Bryan Anthony Harden,
Appellant.

Filed June 22, 2015
Affirmed
Ross, Judge

Lyon County District Court
File No. 42-CR-13-994

Lori Swanson, Attorney General, James B. Early, Assistant Attorney General, St. Paul,
Minnesota; and

Richard Maes, Lyon County Attorney, Marshall, Minnesota (for respondent)

Cathryn Middlebrook, Chief Appellate Public Defender, Sara J. Euteneuer, Assistant
Public Defender, St. Paul, Minnesota (for appellant)

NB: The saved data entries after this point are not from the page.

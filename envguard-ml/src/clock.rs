//! Retraining clock
//!
//! A tokio task that runs a training cycle once per period. The first cycle
//! runs one full period after start; startup training is
//! [`TrainingOrchestrator::initialize`]'s job. Cycles run on the blocking
//! pool so fitting never stalls other tasks on the runtime, and a cycle that
//! overruns its period delays the next tick instead of queueing a burst.

use std::sync::atomic::{AtomicU64, Ordering};
use std::sync::Arc;
use std::time::Duration;

use tokio::sync::oneshot;
use tokio::task::JoinHandle;
use tokio::time::{interval_at, Instant, MissedTickBehavior};

use crate::TrainingOrchestrator;

/// Starts the periodic retraining task
pub struct RetrainingClock;

impl RetrainingClock {
    /// Spawn the clock on the current tokio runtime
    ///
    /// Must be called from within a runtime. The clock stops when the
    /// returned handle is shut down or dropped.
    pub fn start(orchestrator: Arc<TrainingOrchestrator>, period: Duration) -> RetrainingHandle {
        // tokio intervals panic on a zero period
        let period = period.max(Duration::from_millis(1));
        let (shutdown_tx, mut shutdown_rx) = oneshot::channel::<()>();
        let cycles = Arc::new(AtomicU64::new(0));
        let counter = Arc::clone(&cycles);

        let task = tokio::spawn(async move {
            let mut ticker = interval_at(Instant::now() + period, period);
            ticker.set_missed_tick_behavior(MissedTickBehavior::Delay);
            log::info!("Retraining clock started, period {:?}", period);

            loop {
                tokio::select! {
                    biased;

                    // Resolves on an explicit shutdown and when the handle is dropped
                    _ = &mut shutdown_rx => break,

                    _ = ticker.tick() => {
                        let trainer = Arc::clone(&orchestrator);
                        match tokio::task::spawn_blocking(move || trainer.run_training_cycle()).await {
                            Ok(Ok(report)) => log::info!(
                                "Scheduled training cycle done, {} parameters trained",
                                report.trained().len()
                            ),
                            Ok(Err(err)) => log::error!("Scheduled training cycle failed: {}", err),
                            Err(err) => log::error!("Scheduled training cycle aborted: {}", err),
                        }
                        counter.fetch_add(1, Ordering::Relaxed);
                    }
                }
            }

            log::info!("Retraining clock stopped");
        });

        RetrainingHandle {
            shutdown: Some(shutdown_tx),
            task,
            cycles,
        }
    }
}

/// Control handle for a running [`RetrainingClock`]
pub struct RetrainingHandle {
    shutdown: Option<oneshot::Sender<()>>,
    task: JoinHandle<()>,
    cycles: Arc<AtomicU64>,
}

impl RetrainingHandle {
    /// Cycles attempted so far
    pub fn cycles_run(&self) -> u64 {
        self.cycles.load(Ordering::Relaxed)
    }

    /// Stop the clock and wait for it to exit
    ///
    /// A cycle already in progress finishes first. Returns the number of
    /// cycles attempted.
    pub async fn shutdown(mut self) -> u64 {
        if let Some(tx) = self.shutdown.take() {
            // Err means the task is already gone
            let _ = tx.send(());
        }
        if let Err(err) = (&mut self.task).await {
            log::error!("Retraining clock task ended abnormally: {}", err);
        }
        self.cycles_run()
    }
}
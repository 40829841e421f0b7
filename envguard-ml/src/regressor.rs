//! Random forest regressor
//!
//! Bagged CART regression trees. Each tree is grown on a bootstrap sample
//! of the training rows and considers every feature at every split,
//! choosing the threshold that minimizes the summed squared error of the
//! two children. The forest predicts the mean of its trees.

use envguard_core::constants::training::{
    REGRESSOR_MAX_DEPTH, REGRESSOR_MIN_SAMPLES_SPLIT, REGRESSOR_NUM_TREES, REGRESSOR_SEED,
};
use serde::{Deserialize, Serialize};

use crate::forest::check_matrix;
use crate::{MLError, MLResult, Rng};

/// Squared-error floor below which a node counts as pure
const PURE_SSE: f64 = 1e-12;

/// Configuration for the random forest regressor
#[derive(Debug, Clone, PartialEq, Serialize, Deserialize)]
#[serde(default)]
pub struct RegressorConfig {
    /// Number of trees
    pub num_trees: usize,
    /// Maximum depth of each tree
    pub max_depth: usize,
    /// Nodes with fewer rows become leaves
    pub min_samples_split: usize,
    /// Random seed for bootstrap draws
    pub seed: u64,
}

impl Default for RegressorConfig {
    fn default() -> Self {
        Self {
            num_trees: REGRESSOR_NUM_TREES,
            max_depth: REGRESSOR_MAX_DEPTH,
            min_samples_split: REGRESSOR_MIN_SAMPLES_SPLIT,
            seed: REGRESSOR_SEED,
        }
    }
}

impl RegressorConfig {
    /// Check hyperparameter ranges
    pub fn validate(&self) -> MLResult<()> {
        if self.num_trees == 0 {
            return Err(MLError::InvalidConfig("regressor num_trees must be positive"));
        }
        if self.max_depth == 0 {
            return Err(MLError::InvalidConfig("regressor max_depth must be positive"));
        }
        if self.min_samples_split < 2 {
            return Err(MLError::InvalidConfig("regressor min_samples_split must be at least 2"));
        }
        Ok(())
    }
}

/// Regression tree node
#[derive(Debug, Clone, Copy, PartialEq, Serialize, Deserialize)]
pub enum RegressionNode {
    /// `x[feature] <= threshold` goes left
    Split {
        /// Feature index
        feature: usize,
        /// Midpoint between adjacent distinct training values
        threshold: f64,
        /// Left child index
        left: usize,
        /// Right child index
        right: usize,
    },
    /// Mean target of the rows that reached this leaf
    Leaf {
        /// Predicted value
        value: f64,
    },
}

/// Single CART regression tree
#[derive(Debug, Clone, Default, Serialize, Deserialize)]
pub struct RegressionTree {
    nodes: Vec<RegressionNode>,
}

/// Best split candidate for one node
struct Split {
    feature: usize,
    threshold: f64,
    sse: f64,
}

impl RegressionTree {
    /// Grow a tree over the rows selected by `indices`
    ///
    /// `indices` may repeat rows, as bootstrap samples do.
    pub fn fit(
        features: &[Vec<f64>],
        targets: &[f64],
        indices: &[usize],
        config: &RegressorConfig,
    ) -> Self {
        let mut tree = Self { nodes: Vec::new() };
        let mut indices = indices.to_vec();
        tree.grow(features, targets, &mut indices, 0, config);
        tree
    }

    fn grow(
        &mut self,
        features: &[Vec<f64>],
        targets: &[f64],
        indices: &mut [usize],
        depth: usize,
        config: &RegressorConfig,
    ) -> usize {
        let node_index = self.nodes.len();
        let (mean, sse) = mean_and_sse(targets, indices);
        self.nodes.push(RegressionNode::Leaf { value: mean });

        if depth >= config.max_depth || indices.len() < config.min_samples_split || sse <= PURE_SSE {
            return node_index;
        }

        let Some(split) = best_split(features, targets, indices) else {
            return node_index;
        };
        if split.sse >= sse {
            return node_index;
        }

        let mut mid = 0;
        for i in 0..indices.len() {
            if features[indices[i]][split.feature] <= split.threshold {
                indices.swap(i, mid);
                mid += 1;
            }
        }
        let (left_indices, right_indices) = indices.split_at_mut(mid);

        let left = self.grow(features, targets, left_indices, depth + 1, config);
        let right = self.grow(features, targets, right_indices, depth + 1, config);

        self.nodes[node_index] = RegressionNode::Split {
            feature: split.feature,
            threshold: split.threshold,
            left,
            right,
        };
        node_index
    }

    /// Predict one row
    pub fn predict(&self, row: &[f64]) -> f64 {
        let mut current = 0;
        loop {
            match self.nodes.get(current) {
                Some(RegressionNode::Leaf { value }) => return *value,
                Some(RegressionNode::Split {
                    feature,
                    threshold,
                    left,
                    right,
                }) => {
                    current = if row.get(*feature).is_some_and(|v| v <= threshold) {
                        *left
                    } else {
                        *right
                    };
                }
                None => return 0.0,
            }
        }
    }

    /// Number of nodes
    pub fn node_count(&self) -> usize {
        self.nodes.len()
    }
}

/// Mean target and summed squared error of a node
fn mean_and_sse(targets: &[f64], indices: &[usize]) -> (f64, f64) {
    if indices.is_empty() {
        return (0.0, 0.0);
    }
    let n = indices.len() as f64;
    let mean = indices.iter().map(|&i| targets[i]).sum::<f64>() / n;
    let sse = indices.iter().map(|&i| (targets[i] - mean).powi(2)).sum();
    (mean, sse)
}

/// Exhaustive search over every feature and every boundary between
/// distinct sorted values, using prefix sums of `y` and `y²`
fn best_split(features: &[Vec<f64>], targets: &[f64], indices: &[usize]) -> Option<Split> {
    let width = features[indices[0]].len();
    let n = indices.len();
    let total_sum: f64 = indices.iter().map(|&i| targets[i]).sum();
    let total_sq: f64 = indices.iter().map(|&i| targets[i] * targets[i]).sum();

    let mut best: Option<Split> = None;
    let mut order = indices.to_vec();

    for feature in 0..width {
        order.sort_by(|&a, &b| features[a][feature].total_cmp(&features[b][feature]));

        let mut left_sum = 0.0;
        let mut left_sq = 0.0;
        for k in 1..n {
            let y = targets[order[k - 1]];
            left_sum += y;
            left_sq += y * y;

            let lo = features[order[k - 1]][feature];
            let hi = features[order[k]][feature];
            if lo >= hi {
                continue;
            }

            let left_n = k as f64;
            let right_n = (n - k) as f64;
            let right_sum = total_sum - left_sum;
            let right_sq = total_sq - left_sq;
            let sse = (left_sq - left_sum * left_sum / left_n)
                + (right_sq - right_sum * right_sum / right_n);

            if best.as_ref().map_or(true, |b| sse < b.sse) {
                let mut threshold = lo + (hi - lo) / 2.0;
                // Midpoint can round up to `hi` for adjacent floats
                if threshold >= hi {
                    threshold = lo;
                }
                best = Some(Split {
                    feature,
                    threshold,
                    sse,
                });
            }
        }
    }

    best
}

/// Random forest regressor
#[derive(Debug, Clone, Serialize, Deserialize)]
pub struct RandomForestRegressor {
    config: RegressorConfig,
    trees: Vec<RegressionTree>,
    num_features: usize,
}

impl RandomForestRegressor {
    /// Create an unfitted regressor
    pub fn new(config: RegressorConfig) -> Self {
        Self {
            config,
            trees: Vec::new(),
            num_features: 0,
        }
    }

    /// Whether [`fit`](Self::fit) has completed
    pub fn is_fitted(&self) -> bool {
        !self.trees.is_empty()
    }

    /// Fit on a feature matrix and aligned targets
    pub fn fit(&mut self, features: &[Vec<f64>], targets: &[f64]) -> MLResult<()> {
        self.config.validate()?;
        let num_features = check_matrix(features)?;
        if targets.len() != features.len() {
            return Err(MLError::DimensionMismatch {
                expected: features.len(),
                actual: targets.len(),
            });
        }
        if targets.iter().any(|v| !v.is_finite()) {
            return Err(MLError::NonFiniteInput);
        }

        let n = features.len();
        let mut rng = Rng::new(self.config.seed);
        let mut trees = Vec::with_capacity(self.config.num_trees);
        let mut bootstrap = vec![0usize; n];

        for _ in 0..self.config.num_trees {
            bootstrap.iter_mut().for_each(|i| *i = rng.next_range(n));
            trees.push(RegressionTree::fit(features, targets, &bootstrap, &self.config));
        }

        self.trees = trees;
        self.num_features = num_features;

        log::debug!(
            "Regressor fitted: {} trees on {} rows x {} features",
            self.trees.len(),
            n,
            num_features
        );

        Ok(())
    }

    /// Predict one row of the fitted width
    pub fn predict(&self, row: &[f64]) -> MLResult<f64> {
        if !self.is_fitted() {
            return Err(MLError::NotFitted);
        }
        if row.len() != self.num_features {
            return Err(MLError::DimensionMismatch {
                expected: self.num_features,
                actual: row.len(),
            });
        }
        if row.iter().any(|v| !v.is_finite()) {
            return Err(MLError::NonFiniteInput);
        }

        let total: f64 = self.trees.iter().map(|t| t.predict(row)).sum();
        Ok(total / self.trees.len() as f64)
    }

    /// Predict many rows
    pub fn predict_rows(&self, rows: &[Vec<f64>]) -> MLResult<Vec<f64>> {
        rows.iter().map(|row| self.predict(row)).collect()
    }

    /// Number of fitted trees
    pub fn num_trees(&self) -> usize {
        self.trees.len()
    }

    /// Feature width seen at fit time
    pub fn num_features(&self) -> usize {
        self.num_features
    }
}
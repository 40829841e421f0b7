//! In-memory datastore and artifact store

use std::collections::BTreeMap;
use std::io;
use std::sync::atomic::{AtomicBool, Ordering};
use std::sync::{Mutex, PoisonError, RwLock};

use chrono::{DateTime, Utc};
use envguard_core::{ArtifactStore, ArtifactStoreError, Datastore, DatastoreError, Reading};

use crate::ConnectorStats;

/// Datastore backed by a vector of readings kept in timestamp order
pub struct MemoryDatastore {
    readings: RwLock<Vec<Reading>>,
    available: AtomicBool,
    stats: Mutex<ConnectorStats>,
}

impl MemoryDatastore {
    /// Empty, available datastore
    pub fn new() -> Self {
        Self::with_readings(Vec::new())
    }

    /// Datastore preloaded with readings in any order
    pub fn with_readings(mut readings: Vec<Reading>) -> Self {
        readings.sort_by_key(|r| r.timestamp);
        Self {
            readings: RwLock::new(readings),
            available: AtomicBool::new(true),
            stats: Mutex::new(ConnectorStats::default()),
        }
    }

    /// Ingest one reading
    pub fn push(&self, reading: Reading) {
        let mut readings = self.readings.write().unwrap_or_else(PoisonError::into_inner);
        let at = readings.partition_point(|r| r.timestamp <= reading.timestamp);
        readings.insert(at, reading);
    }

    /// Number of stored readings
    pub fn len(&self) -> usize {
        self.readings.read().unwrap_or_else(PoisonError::into_inner).len()
    }

    /// Whether no readings are stored
    pub fn is_empty(&self) -> bool {
        self.len() == 0
    }

    /// Make every subsequent query fail with [`DatastoreError::Unavailable`]
    pub fn set_available(&self, available: bool) {
        self.available.store(available, Ordering::SeqCst);
    }

    /// Query counters so far
    pub fn stats(&self) -> ConnectorStats {
        self.stats.lock().unwrap_or_else(PoisonError::into_inner).clone()
    }

    fn record(&self, update: impl FnOnce(&mut ConnectorStats)) {
        let mut stats = self.stats.lock().unwrap_or_else(PoisonError::into_inner);
        update(&mut *stats);
    }

    fn check_available(&self) -> Result<(), DatastoreError> {
        if self.available.load(Ordering::SeqCst) {
            return Ok(());
        }
        self.record(|s| s.failures += 1);
        Err(DatastoreError::Unavailable("memory datastore offline".to_string()))
    }
}

impl Default for MemoryDatastore {
    fn default() -> Self {
        Self::new()
    }
}

impl Datastore for MemoryDatastore {
    fn readings_between(
        &self,
        start: DateTime<Utc>,
        end: DateTime<Utc>,
    ) -> Result<Vec<Reading>, DatastoreError> {
        self.check_available()?;

        let readings = self.readings.read().unwrap_or_else(PoisonError::into_inner);
        let window: Vec<Reading> = readings
            .iter()
            .filter(|r| r.timestamp >= start && r.timestamp <= end)
            .cloned()
            .collect();

        self.record(|s| {
            s.range_queries += 1;
            s.readings_served += window.len() as u64;
        });
        Ok(window)
    }

    fn latest_readings(&self, sensor_id: &str, limit: usize) -> Result<Vec<Reading>, DatastoreError> {
        self.check_available()?;

        let readings = self.readings.read().unwrap_or_else(PoisonError::into_inner);
        let latest: Vec<Reading> = readings
            .iter()
            .rev()
            .filter(|r| r.sensor_id == sensor_id)
            .take(limit)
            .cloned()
            .collect();

        self.record(|s| {
            s.latest_queries += 1;
            s.readings_served += latest.len() as u64;
        });
        Ok(latest)
    }
}

/// Artifact store backed by a map of blobs
pub struct MemoryArtifactStore {
    blobs: RwLock<BTreeMap<String, Vec<u8>>>,
    read_only: AtomicBool,
}

impl MemoryArtifactStore {
    /// Empty, writable store
    pub fn new() -> Self {
        Self {
            blobs: RwLock::new(BTreeMap::new()),
            read_only: AtomicBool::new(false),
        }
    }

    /// Number of stored blobs
    pub fn len(&self) -> usize {
        self.blobs.read().unwrap_or_else(PoisonError::into_inner).len()
    }

    /// Whether nothing is stored
    pub fn is_empty(&self) -> bool {
        self.len() == 0
    }

    /// Stored keys in order
    pub fn keys(&self) -> Vec<String> {
        self.blobs
            .read()
            .unwrap_or_else(PoisonError::into_inner)
            .keys()
            .cloned()
            .collect()
    }

    /// Copy of a stored blob
    pub fn get(&self, key: &str) -> Option<Vec<u8>> {
        self.blobs
            .read()
            .unwrap_or_else(PoisonError::into_inner)
            .get(key)
            .cloned()
    }

    /// Drop a blob, returning it if present
    pub fn remove(&self, key: &str) -> Option<Vec<u8>> {
        self.blobs
            .write()
            .unwrap_or_else(PoisonError::into_inner)
            .remove(key)
    }

    /// Reject every subsequent write with a permission error
    pub fn set_read_only(&self, read_only: bool) {
        self.read_only.store(read_only, Ordering::SeqCst);
    }
}

impl Default for MemoryArtifactStore {
    fn default() -> Self {
        Self::new()
    }
}

impl ArtifactStore for MemoryArtifactStore {
    fn exists(&self, key: &str) -> Result<bool, ArtifactStoreError> {
        Ok(self
            .blobs
            .read()
            .unwrap_or_else(PoisonError::into_inner)
            .contains_key(key))
    }

    fn write(&self, key: &str, data: &[u8]) -> Result<(), ArtifactStoreError> {
        if key.is_empty() {
            return Err(ArtifactStoreError::InvalidKey(key.to_string()));
        }
        if self.read_only.load(Ordering::SeqCst) {
            return Err(ArtifactStoreError::Io(io::Error::new(
                io::ErrorKind::PermissionDenied,
                "memory artifact store is read-only",
            )));
        }
        self.blobs
            .write()
            .unwrap_or_else(PoisonError::into_inner)
            .insert(key.to_string(), data.to_vec());
        Ok(())
    }

    fn read(&self, key: &str) -> Result<Vec<u8>, ArtifactStoreError> {
        self.get(key)
            .ok_or_else(|| ArtifactStoreError::NotFound(key.to_string()))
    }
}

#[cfg(test)]
mod tests {
    use super::*;
    use chrono::{Duration, TimeZone};
    use envguard_core::Quantity;

    fn at(hour: u32) -> DateTime<Utc> {
        Utc.with_ymd_and_hms(2024, 5, 1, hour, 0, 0).unwrap()
    }

    fn reading(hour: u32, sensor: &str) -> Reading {
        Reading::new(at(hour), sensor, "air").with_value(Quantity::Pm25, hour as f64)
    }

    #[test]
    fn test_range_is_inclusive_and_ordered() {
        let store = MemoryDatastore::with_readings(vec![
            reading(5, "A"),
            reading(1, "A"),
            reading(3, "B"),
            reading(8, "A"),
        ]);

        let window = store.readings_between(at(1), at(5)).unwrap();
        let hours: Vec<f64> = window.iter().filter_map(|r| r.value(Quantity::Pm25)).collect();
        assert_eq!(hours, vec![1.0, 3.0, 5.0]);

        assert!(store
            .readings_between(at(9), at(9) + Duration::hours(1))
            .unwrap()
            .is_empty());
    }

    #[test]
    fn test_latest_newest_first() {
        let store = MemoryDatastore::new();
        for h in [2, 7, 4, 9] {
            store.push(reading(h, "A"));
        }
        store.push(reading(10, "B"));

        let latest = store.latest_readings("A", 3).unwrap();
        let hours: Vec<f64> = latest.iter().filter_map(|r| r.value(Quantity::Pm25)).collect();
        assert_eq!(hours, vec![9.0, 7.0, 4.0]);

        assert!(store.latest_readings("C", 3).unwrap().is_empty());
        assert!(store.latest_readings("A", 0).unwrap().is_empty());
    }

    #[test]
    fn test_unavailable() {
        let store = MemoryDatastore::with_readings(vec![reading(1, "A")]);
        store.set_available(false);

        assert!(matches!(
            store.readings_between(at(0), at(2)),
            Err(DatastoreError::Unavailable(_))
        ));
        assert!(store.latest_readings("A", 1).is_err());

        store.set_available(true);
        assert_eq!(store.latest_readings("A", 1).unwrap().len(), 1);

        let stats = store.stats();
        assert_eq!(stats.failures, 2);
        assert_eq!(stats.range_queries, 0);
        assert_eq!(stats.latest_queries, 1);
        assert_eq!(stats.readings_served, 1);
    }

    #[test]
    fn test_artifact_roundtrip() {
        let store = MemoryArtifactStore::new();
        assert!(!store.exists("ph_model").unwrap());
        assert!(matches!(
            store.read("ph_model"),
            Err(ArtifactStoreError::NotFound(_))
        ));

        store.write("ph_model", b"one").unwrap();
        store.write("ph_model", b"two").unwrap();
        assert_eq!(store.read("ph_model").unwrap(), b"two".to_vec());
        assert_eq!(store.keys(), vec!["ph_model".to_string()]);

        assert_eq!(store.remove("ph_model"), Some(b"two".to_vec()));
        assert!(store.is_empty());
    }

    #[test]
    fn test_read_only_rejects_writes() {
        let store = MemoryArtifactStore::new();
        store.write("co2_scaler", b"x").unwrap();
        store.set_read_only(true);

        match store.write("co2_scaler", b"y") {
            Err(ArtifactStoreError::Io(err)) => {
                assert_eq!(err.kind(), io::ErrorKind::PermissionDenied)
            }
            other => panic!("expected permission error, got {:?}", other),
        }
        // Reads keep working
        assert_eq!(store.read("co2_scaler").unwrap(), b"x".to_vec());
    }
}
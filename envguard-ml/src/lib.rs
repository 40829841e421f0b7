//! Model Lifecycle for Environmental Parameter Forecasting and Anomaly Detection
//!
//! ## Overview
//!
//! Every monitored parameter (PM2.5, CO2, pH, ...) owns a *model triple*:
//!
//! ```text
//! FeatureVector ──► StandardScaler ──► RandomForestRegressor ──► predicted value
//!                                                                      │
//! [hour, day_of_week, month, value] ──► StandardScaler ──► IsolationForest ──► anomaly score + flag
//! ```
//!
//! The detector judges a value against the time it was observed at. A
//! real-time check supplies the value directly; a forecast supplies the
//! predicted value at the prediction time.
//!
//! The triples live in a [`ModelRegistry`] that request handlers read while a
//! [`TrainingOrchestrator`] periodically refits and replaces them. Readers
//! always get a whole triple from a single generation: replacement swaps an
//! `Arc`, never individual fields.
//!
//! ## Why Isolation Forest?
//!
//! The detector must be fitted without labels on whatever the last 30 days
//! of readings look like. Isolation Forest fits that well:
//!
//! 1. **Unsupervised**: No labeled anomalies required
//! 2. **Small State**: Stores tree structures, not training data
//! 3. **Fast Scoring**: O(trees × depth) per vector
//!
//! ### How Isolation Forest Works
//!
//! The algorithm isolates points by random partitioning:
//! ```text
//! Normal points: Need many partitions to isolate
//! Anomalies: Isolated with few partitions
//!
//! s(x) = 2^(-E[h(x)] / c(n))
//! decision(x) = -s(x) - offset        offset = contamination percentile
//! anomaly     <=> decision(x) < 0
//! ```
//!
//! ## Lifecycle
//!
//! ```text
//! Datastore ──► TrainingTable ──► per parameter: split → scale → fit → R²
//!                                        │
//!                          ModelRegistry::replace + ModelStore::save
//!                                        │
//! PredictionEngine::forecast / anomaly_check ◄──┘
//! ```
//!
//! A [`RetrainingClock`] drives [`TrainingOrchestrator::run_training_cycle`]
//! every six hours on a blocking thread, separate from request handling.
//!
//! ## Failure Containment
//!
//! | Failure                          | Effect                                  |
//! |----------------------------------|-----------------------------------------|
//! | Empty training window            | Cycle reports failure, nothing replaced |
//! | Fewer than 10 rows for a target  | Parameter skipped, old triple kept      |
//! | Error fitting one parameter      | Recorded in the report, others proceed  |
//! | Incomplete artifacts at startup  | Parameter stays untrained               |
//! | Error predicting one parameter   | Parameter omitted from the response     |
//! | Datastore unreachable            | Whole operation fails                   |
//!
//! ## Example
//!
//! ```rust,no_run
//! use std::sync::Arc;
//! use envguard_core::{Datastore, SystemTime};
//! use envguard_ml::{LifecycleConfig, ModelRegistry, ModelStore, PredictionEngine, TrainingOrchestrator};
//!
//! # fn wire(datastore: Arc<dyn Datastore>, store: ModelStore) -> Result<(), envguard_ml::LifecycleError> {
//! let registry = Arc::new(ModelRegistry::new());
//! let config = LifecycleConfig::default();
//!
//! let trainer = TrainingOrchestrator::new(
//!     datastore.clone(), registry.clone(), store, Arc::new(SystemTime), config.clone(),
//! );
//! let report = trainer.run_training_cycle()?;
//! println!("trained: {:?}", report.trained());
//!
//! let engine = PredictionEngine::new(datastore, registry, Arc::new(SystemTime), &config);
//! let forecast = engine.forecast("WATER_001", 1)?;
//! # Ok(())
//! # }
//! ```

#![deny(unsafe_code)]

pub mod clock;
pub mod config;
pub mod engine;
pub mod errors;
pub mod forest;
pub mod metrics;
pub mod node;
pub mod persistence;
pub mod registry;
pub mod regressor;
pub mod rng;
pub mod scaler;
pub mod scoring;
pub mod split;
pub mod training;
pub mod tree;
pub mod triple;

pub use clock::{RetrainingClock, RetrainingHandle};
pub use config::LifecycleConfig;
pub use engine::{AnomalyFinding, AnomalyReport, ForecastReport, ParameterForecast, PredictionEngine};
pub use errors::{ConfigError, LifecycleError, MLError, MLResult, PersistenceError};
pub use forest::{ForestConfig, IsolationForest};
pub use metrics::r2_score;
pub use node::{average_path_length, Node, NodeType};
pub use persistence::{artifact_key, ArtifactKind, LoadedModels, ModelStore};
pub use registry::{ModelRegistry, ParameterStatus};
pub use regressor::{RandomForestRegressor, RegressionTree, RegressorConfig};
pub use rng::Rng;
pub use scaler::StandardScaler;
pub use scoring::{calculate_anomaly_score, percentile, AnomalyScore};
pub use split::train_test_split;
pub use training::{CycleReport, ParameterOutcome, StartupOutcome, TrainingOrchestrator};
pub use tree::{IsolationTree, TreeConfig};
pub use triple::{FitMetrics, ModelTriple, Prediction};
//! Collaborator Backends for the EnvGuard Model Lifecycle
//!
//! ## Overview
//!
//! The lifecycle in `envguard-ml` talks to the outside world through two
//! traits from `envguard-core`: [`Datastore`](envguard_core::Datastore) for
//! sensor readings and [`ArtifactStore`](envguard_core::ArtifactStore) for
//! serialized models. This crate provides the backends.
//!
//! ## Backend Selection Guide
//!
//! ### In-memory
//!
//! **When to use:**
//! - Unit and integration tests
//! - Simulations that replay a fixed data set
//!
//! **Characteristics:**
//! - Availability can be toggled to exercise upstream failures
//! - The artifact store can be made read-only to exercise persist failures
//! - Query counters for asserting how often the lifecycle hit the store
//!
//! ### Files
//!
//! **When to use:**
//! - Single-node deployments
//! - Replaying exported readings from disk
//!
//! **Characteristics:**
//! - Readings as JSON lines, one record per line
//! - One `{key}.json` file per artifact, replaced through a rename so a
//!   reader never sees a half-written blob
//!
//! ```text
//! models/
//! ├── ph_model.json
//! ├── ph_scaler.json
//! ├── ph_anomaly.json
//! └── ...
//! ```
//!
//! ## Example Usage
//!
//! ```rust
//! use envguard_connectors::{MemoryArtifactStore, MemoryDatastore};
//! use envguard_core::{ArtifactStore, Datastore};
//!
//! let datastore = MemoryDatastore::new();
//! assert!(datastore.latest_readings("AIR_001", 10)?.is_empty());
//!
//! let artifacts = MemoryArtifactStore::new();
//! artifacts.write("pm25_model", b"{}")?;
//! assert!(artifacts.exists("pm25_model")?);
//! # Ok::<(), Box<dyn std::error::Error>>(())
//! ```

#![deny(unsafe_code)]

pub mod file;
pub mod memory;

pub use file::{FileArtifactStore, JsonlDatastore};
pub use memory::{MemoryArtifactStore, MemoryDatastore};

use serde::Serialize;

/// Query statistics common to all datastores
#[derive(Debug, Default, Clone, PartialEq, Eq, Serialize)]
pub struct ConnectorStats {
    /// Time-window queries answered
    pub range_queries: u64,
    /// Latest-readings queries answered
    pub latest_queries: u64,
    /// Queries that returned an error
    pub failures: u64,
    /// Readings returned across all queries
    pub readings_served: u64,
}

Considered and decided by Reilly, Presiding Judge; Ross, Judge; and Kirk, Judge.

UNPUBLISHED OPINION

ROSS, Judge

Bryan Harden accepted $200 from a confidential informant and gave the

informant a bag of marijuana twenty minutes later. A jury convicted Harden of fifth-

degree sale of marijuana. He argues that his conviction should be reversed because the
evidence did not show that he received remuneration for the marijuana, because the

district court failed to instruct the jury that it had to find that he received remuneration,

and because the state did not rebut his claim that police entrapped him by inducing him to

sell marijuana. We hold that Harden’s receiving $200 is sufficient evidence to support his

conviction and to demonstrate that omitting the instruction did not affect his substantial

rights. We also conclude that Harden did not establish that the state induced him into

selling drugs. We therefore affirm the conviction.

FACTS

Police charged Bryan Harden with fifth-degree sale of marijuana after watching

him take $200 from a confidential informant, leave for twenty minutes to obtain

marijuana, and hand the informant a bag of marijuana. A jury found Harden guilty after it

received the following evidence at his trial.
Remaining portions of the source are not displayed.